(Records drawn from a dataset)
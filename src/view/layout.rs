//! Layout rendering (search bar, playlist list, status bar)

use ratatui::{
    layout::Rect,
    style::{Color, Modifier, Style},
    widgets::{Block, Borders, List, ListItem, ListState, Padding, Paragraph},
    Frame,
};

use crate::model::{ActiveSection, CommandState, UiState};

fn border_style(ui_state: &UiState, section: ActiveSection) -> Style {
    if ui_state.active_section == section {
        Style::default().fg(Color::Green)
    } else {
        Style::default()
    }
}

pub fn render_search_bar(frame: &mut Frame, area: Rect, ui_state: &UiState) {
    let searching = ui_state.search_state == CommandState::Running;

    let search_style = if searching {
        Style::default().fg(Color::DarkGray)
    } else if ui_state.active_section == ActiveSection::Search {
        Style::default().fg(Color::Green)
    } else {
        Style::default().fg(Color::White)
    };

    let search_text = if ui_state.search_query.is_empty() {
        "Type a playlist name, Enter to search..."
    } else {
        &ui_state.search_query
    };

    let title = if searching { " Searching... " } else { " Search " };

    let search = Paragraph::new(search_text).style(search_style).block(
        Block::default()
            .borders(Borders::ALL)
            .title(title)
            .padding(Padding::horizontal(1))
            .border_style(border_style(ui_state, ActiveSection::Search)),
    );
    frame.render_widget(search, area);
}

pub fn render_playlists(frame: &mut Frame, area: Rect, ui_state: &UiState) {
    let focused = ui_state.active_section == ActiveSection::Playlists;

    let items: Vec<ListItem> = ui_state
        .entries
        .iter()
        .enumerate()
        .map(|(i, entry)| {
            let style = if i == ui_state.selected && focused {
                Style::default().fg(Color::Green).add_modifier(Modifier::BOLD)
            } else if i == ui_state.selected {
                Style::default().fg(Color::White).add_modifier(Modifier::BOLD)
            } else {
                Style::default().fg(Color::White)
            };
            ListItem::new(entry.name.as_str()).style(style)
        })
        .collect();

    let title = format!(" Playlists ({}) ", ui_state.entries.len());

    let playlists = List::new(items)
        .block(
            Block::default()
                .borders(Borders::ALL)
                .title(title)
                .padding(Padding::horizontal(1))
                .border_style(border_style(ui_state, ActiveSection::Playlists)),
        )
        .highlight_style(Style::default()); // Highlight handled by item styles

    let mut list_state = ListState::default();
    if !ui_state.entries.is_empty() {
        list_state.select(Some(ui_state.selected));
    }

    frame.render_stateful_widget(playlists, area, &mut list_state);
}

pub fn render_status_bar(frame: &mut Frame, area: Rect, ui_state: &UiState) {
    let (text, style) = match (&ui_state.status_message, ui_state.shuffle_state) {
        (Some(message), CommandState::Running) => (message.clone(), Style::default().fg(Color::Yellow)),
        (None, CommandState::Running) => ("Shuffling...".to_string(), Style::default().fg(Color::Yellow)),
        (Some(message), CommandState::Idle) => (message.clone(), Style::default().fg(Color::Cyan)),
        (None, CommandState::Idle) => (
            "Tab switch focus · ↑↓ select · Enter shuffle & play · q quit".to_string(),
            Style::default().fg(Color::DarkGray),
        ),
    };

    let status = Paragraph::new(text)
        .style(style)
        .block(Block::default().borders(Borders::ALL).title(" Status "));
    frame.render_widget(status, area);
}
//! Scripted in-memory `MusicService` for tests

use std::collections::{HashMap, HashSet};
use std::sync::Mutex;

use async_trait::async_trait;

use super::service::{MusicService, ServiceError};
use super::types::{DeviceInfo, Page, PlaylistSummary};

/// A remote call observed by the fake
#[derive(Clone, Debug, PartialEq, Eq)]
pub enum Call {
    CurrentUser,
    PlaylistsPage { offset: u32 },
    CreatePlaylist { user_id: String, name: String },
    ItemsPage { playlist_id: String, offset: u32 },
    Replace { playlist_id: String, uris: Vec<String> },
    Add { playlist_id: String, uris: Vec<String> },
    Devices,
    StartPlayback { device_id: String, context_uri: String },
}

impl Call {
    pub fn is_write(&self) -> bool {
        matches!(
            self,
            Call::CreatePlaylist { .. }
                | Call::Replace { .. }
                | Call::Add { .. }
                | Call::StartPlayback { .. }
        )
    }
}

struct FakeState {
    user_id: String,
    playlists: Vec<PlaylistSummary>,
    items: HashMap<String, Vec<Option<String>>>,
    devices: Vec<DeviceInfo>,
    page_size: usize,
    failing_adds: HashSet<usize>,
    add_calls: usize,
    created: usize,
    calls: Vec<Call>,
}

pub struct FakeService {
    state: Mutex<FakeState>,
}

impl FakeService {
    pub fn new() -> Self {
        Self {
            state: Mutex::new(FakeState {
                user_id: "tester".to_string(),
                playlists: vec![],
                items: HashMap::new(),
                devices: vec![],
                page_size: 50,
                failing_adds: HashSet::new(),
                add_calls: 0,
                created: 0,
                calls: vec![],
            }),
        }
    }

    pub fn with_playlist(self, name: &str, uris: &[&str]) -> Self {
        let entries = uris.iter().map(|uri| Some(uri.to_string())).collect();
        self.with_raw_playlist(name, entries)
    }

    pub fn with_raw_playlist(self, name: &str, entries: Vec<Option<String>>) -> Self {
        {
            let mut state = self.state.lock().unwrap();
            let id = format!("pl{}", state.playlists.len());
            state.playlists.push(PlaylistSummary {
                uri: format!("spotify:playlist:{id}"),
                id: id.clone(),
                name: name.to_string(),
            });
            state.items.insert(id, entries);
        }
        self
    }

    pub fn with_device(self, name: &str) -> Self {
        {
            let mut state = self.state.lock().unwrap();
            let id = format!("device{}", state.devices.len());
            let is_active = state.devices.is_empty();
            state.devices.push(DeviceInfo {
                id: Some(id),
                name: name.to_string(),
                is_active,
            });
        }
        self
    }

    pub fn with_page_size(self, page_size: usize) -> Self {
        self.state.lock().unwrap().page_size = page_size;
        self
    }

    /// Make the `n`th add call (1-based) fail
    pub fn failing_add(self, n: usize) -> Self {
        self.state.lock().unwrap().failing_adds.insert(n);
        self
    }

    /// Unfollow a playlist behind the client's back
    pub fn remove_playlist(&self, name: &str) {
        let mut state = self.state.lock().unwrap();
        if let Some(pos) = state.playlists.iter().position(|p| p.name == name) {
            let removed = state.playlists.remove(pos);
            state.items.remove(&removed.id);
        }
    }

    pub fn playlist_named(&self, name: &str) -> Option<PlaylistSummary> {
        let state = self.state.lock().unwrap();
        state.playlists.iter().find(|p| p.name == name).cloned()
    }

    /// Current track URIs of a playlist
    pub fn contents(&self, playlist_id: &str) -> Vec<String> {
        let state = self.state.lock().unwrap();
        state
            .items
            .get(playlist_id)
            .map(|items| items.iter().flatten().cloned().collect())
            .unwrap_or_default()
    }

    pub fn calls(&self) -> Vec<Call> {
        self.state.lock().unwrap().calls.clone()
    }

    pub fn writes(&self) -> Vec<Call> {
        self.calls().into_iter().filter(Call::is_write).collect()
    }

    pub fn clear_calls(&self) {
        self.state.lock().unwrap().calls.clear();
    }

    fn record(&self, call: Call) {
        self.state.lock().unwrap().calls.push(call);
    }

    fn page<T: Clone>(items: &[T], offset: u32, page_size: usize) -> Page<T> {
        let start = (offset as usize).min(items.len());
        let end = (start + page_size).min(items.len());
        let next_offset = (end < items.len()).then_some(end as u32);
        Page {
            items: items[start..end].to_vec(),
            next_offset,
        }
    }
}

#[async_trait]
impl MusicService for FakeService {
    async fn current_user_id(&self) -> Result<String, ServiceError> {
        tokio::task::yield_now().await;
        self.record(Call::CurrentUser);
        Ok(self.state.lock().unwrap().user_id.clone())
    }

    async fn playlists_page(&self, offset: u32) -> Result<Page<PlaylistSummary>, ServiceError> {
        tokio::task::yield_now().await;
        self.record(Call::PlaylistsPage { offset });
        let state = self.state.lock().unwrap();
        Ok(Self::page(&state.playlists, offset, state.page_size))
    }

    async fn create_playlist(&self, user_id: &str, name: &str) -> Result<PlaylistSummary, ServiceError> {
        tokio::task::yield_now().await;
        self.record(Call::CreatePlaylist {
            user_id: user_id.to_string(),
            name: name.to_string(),
        });
        let mut state = self.state.lock().unwrap();
        state.created += 1;
        let id = format!("created{}", state.created);
        let playlist = PlaylistSummary {
            uri: format!("spotify:playlist:{id}"),
            id: id.clone(),
            name: name.to_string(),
        };
        state.playlists.push(playlist.clone());
        state.items.insert(id, vec![]);
        Ok(playlist)
    }

    async fn playlist_items_page(
        &self,
        playlist_id: &str,
        offset: u32,
    ) -> Result<Page<Option<String>>, ServiceError> {
        tokio::task::yield_now().await;
        self.record(Call::ItemsPage {
            playlist_id: playlist_id.to_string(),
            offset,
        });
        let state = self.state.lock().unwrap();
        let items = state
            .items
            .get(playlist_id)
            .ok_or_else(|| ServiceError::NotFound(playlist_id.to_string()))?;
        Ok(Self::page(items, offset, state.page_size))
    }

    async fn replace_items(&self, playlist_id: &str, uris: &[String]) -> Result<(), ServiceError> {
        tokio::task::yield_now().await;
        self.record(Call::Replace {
            playlist_id: playlist_id.to_string(),
            uris: uris.to_vec(),
        });
        let mut state = self.state.lock().unwrap();
        let items = state
            .items
            .get_mut(playlist_id)
            .ok_or_else(|| ServiceError::NotFound(playlist_id.to_string()))?;
        *items = uris.iter().cloned().map(Some).collect();
        Ok(())
    }

    async fn add_items(&self, playlist_id: &str, uris: &[String]) -> Result<(), ServiceError> {
        tokio::task::yield_now().await;
        self.record(Call::Add {
            playlist_id: playlist_id.to_string(),
            uris: uris.to_vec(),
        });
        let mut state = self.state.lock().unwrap();
        state.add_calls += 1;
        if state.failing_adds.contains(&state.add_calls) {
            return Err(ServiceError::Api("429 Too Many Requests".to_string()));
        }
        let items = state
            .items
            .get_mut(playlist_id)
            .ok_or_else(|| ServiceError::NotFound(playlist_id.to_string()))?;
        items.extend(uris.iter().cloned().map(Some));
        Ok(())
    }

    async fn devices(&self) -> Result<Vec<DeviceInfo>, ServiceError> {
        tokio::task::yield_now().await;
        self.record(Call::Devices);
        Ok(self.state.lock().unwrap().devices.clone())
    }

    async fn start_playback(&self, device_id: &str, context_uri: &str) -> Result<(), ServiceError> {
        tokio::task::yield_now().await;
        self.record(Call::StartPlayback {
            device_id: device_id.to_string(),
            context_uri: context_uri.to_string(),
        });
        Ok(())
    }
}
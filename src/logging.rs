//! File-based logging for spotify-shuffle
//!
//! Logs go to a file instead of stdout, since the terminal UI owns the screen.

use std::path::PathBuf;
use tracing_appender::rolling::{RollingFileAppender, Rotation};
use tracing_subscriber::{
    fmt::{self, format::FmtSpan},
    layer::SubscriberExt,
    util::SubscriberInitExt,
    EnvFilter,
};

pub const LOG_DIR_VAR: &str = "SPOTIFY_SHUFFLE_LOG_DIR";

const DEFAULT_LOG_DIR: &str = ".logs";
const LOG_FILE_PREFIX: &str = "spotify-shuffle";
const DEFAULT_FILTER: &str = "spotify_shuffle=debug,rspotify=info,warn";

/// Where log files go and which events are kept
#[derive(Clone, Debug, PartialEq, Eq)]
pub struct LogSettings {
    pub dir: PathBuf,
    pub filter: String,
}

impl LogSettings {
    /// `SPOTIFY_SHUFFLE_LOG_DIR` picks the directory and `RUST_LOG` the filter.
    /// Blank values fall back to the defaults.
    pub fn from_lookup<F>(lookup: F) -> Self
    where
        F: Fn(&str) -> Option<String>,
    {
        let non_blank = |key: &str| lookup(key).filter(|value| !value.trim().is_empty());

        Self {
            dir: non_blank(LOG_DIR_VAR)
                .map(PathBuf::from)
                .unwrap_or_else(|| PathBuf::from(DEFAULT_LOG_DIR)),
            filter: non_blank(EnvFilter::DEFAULT_ENV).unwrap_or_else(|| DEFAULT_FILTER.to_string()),
        }
    }
}

/// Initialize the logging system.
///
/// Logs are written to `<dir>/spotify-shuffle.YYYY-MM-DD.log` with daily
/// rotation. Runs before `.env` is loaded, so only the process environment is
/// consulted.
pub fn init_logging() -> anyhow::Result<()> {
    let settings = LogSettings::from_lookup(|key| std::env::var(key).ok());
    std::fs::create_dir_all(&settings.dir)?;

    let file_appender = RollingFileAppender::new(Rotation::DAILY, &settings.dir, LOG_FILE_PREFIX);
    let (non_blocking, guard) = tracing_appender::non_blocking(file_appender);

    // The guard flushes on drop; it has to outlive every log call.
    Box::leak(Box::new(guard));

    let filter = EnvFilter::try_new(&settings.filter).unwrap_or_else(|e| {
        eprintln!("Warning: invalid log filter {:?} ({}), using default", settings.filter, e);
        EnvFilter::new(DEFAULT_FILTER)
    });

    let fmt_layer = fmt::layer()
        .with_writer(non_blocking)
        .with_ansi(false)
        .with_target(true)
        .with_thread_ids(false)
        .with_thread_names(false)
        .with_span_events(FmtSpan::CLOSE);

    tracing_subscriber::registry()
        .with(filter)
        .with(fmt_layer)
        .try_init()?;

    tracing::info!(dir = %settings.dir.display(), filter = %settings.filter, "Logging initialized");

    Ok(())
}

/// Log a remote API request and its result
#[macro_export]
macro_rules! log_api_result {
    ($operation:expr, $result:expr) => {
        match &$result {
            Ok(_) => tracing::debug!(operation = $operation, "API request successful"),
            Err(e) => tracing::warn!(operation = $operation, error = %e, "API request failed"),
        }
    };
}

/// Log a remote API request with additional context
#[macro_export]
macro_rules! log_api_request {
    ($operation:expr, $($field:tt)*) => {
        tracing::debug!(operation = $operation, $($field)*, "API request started");
    };
}
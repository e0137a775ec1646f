//! Key event handling

use anyhow::Result;
use crossterm::event::{KeyCode, KeyEvent, KeyEventKind, KeyModifiers};

use crate::model::ActiveSection;
use super::AppController;

impl AppController {
    pub async fn handle_key_event(&self, key: KeyEvent) -> Result<()> {
        if key.kind != KeyEventKind::Press {
            return Ok(());
        }

        let model = self.model.lock().await;

        if key.code == KeyCode::Char('c') && key.modifiers.contains(KeyModifiers::CONTROL) {
            model.set_should_quit(true).await;
            return Ok(());
        }

        // Handle error message first (blocks all other interactions)
        if model.has_error().await {
            return match key.code {
                KeyCode::Esc | KeyCode::Enter => {
                    model.clear_error().await;
                    Ok(())
                }
                _ => Ok(()),
            };
        }

        let ui_state = model.get_ui_state().await;

        match ui_state.active_section {
            ActiveSection::Search => match key.code {
                KeyCode::Enter => {
                    drop(model);
                    self.submit_search().await;
                }
                KeyCode::Tab | KeyCode::BackTab | KeyCode::Down => {
                    model.set_active_section(ActiveSection::Playlists).await;
                }
                KeyCode::Esc => {
                    model.clear_search().await;
                }
                KeyCode::Backspace => {
                    model.backspace_search().await;
                }
                KeyCode::Char(c) => {
                    model.append_to_search(c).await;
                }
                _ => {}
            },
            ActiveSection::Playlists => match key.code {
                KeyCode::Up => {
                    if ui_state.selected == 0 {
                        model.set_active_section(ActiveSection::Search).await;
                    } else {
                        model.move_selection_up().await;
                    }
                }
                KeyCode::Down => {
                    model.move_selection_down().await;
                }
                KeyCode::Enter => {
                    let selected = model.get_selected_entry().await;
                    drop(model);
                    if let Some(entry) = selected {
                        self.activate(entry).await;
                    }
                }
                KeyCode::Tab | KeyCode::BackTab => {
                    model.toggle_section().await;
                }
                KeyCode::Char('/') | KeyCode::Char('g') | KeyCode::Char('G') | KeyCode::Esc => {
                    model.set_active_section(ActiveSection::Search).await;
                }
                KeyCode::Char('q') | KeyCode::Char('Q') => {
                    model.set_should_quit(true).await;
                }
                _ => {}
            },
        }

        Ok(())
    }
}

Task item: Copy out, from the data above, every line holding the word "contains".

Expected answer:
        if state.failing_adds.contains(&state.add_calls) {
        if key.code == KeyCode::Char('c') && key.modifiers.contains(KeyModifiers::CONTROL) {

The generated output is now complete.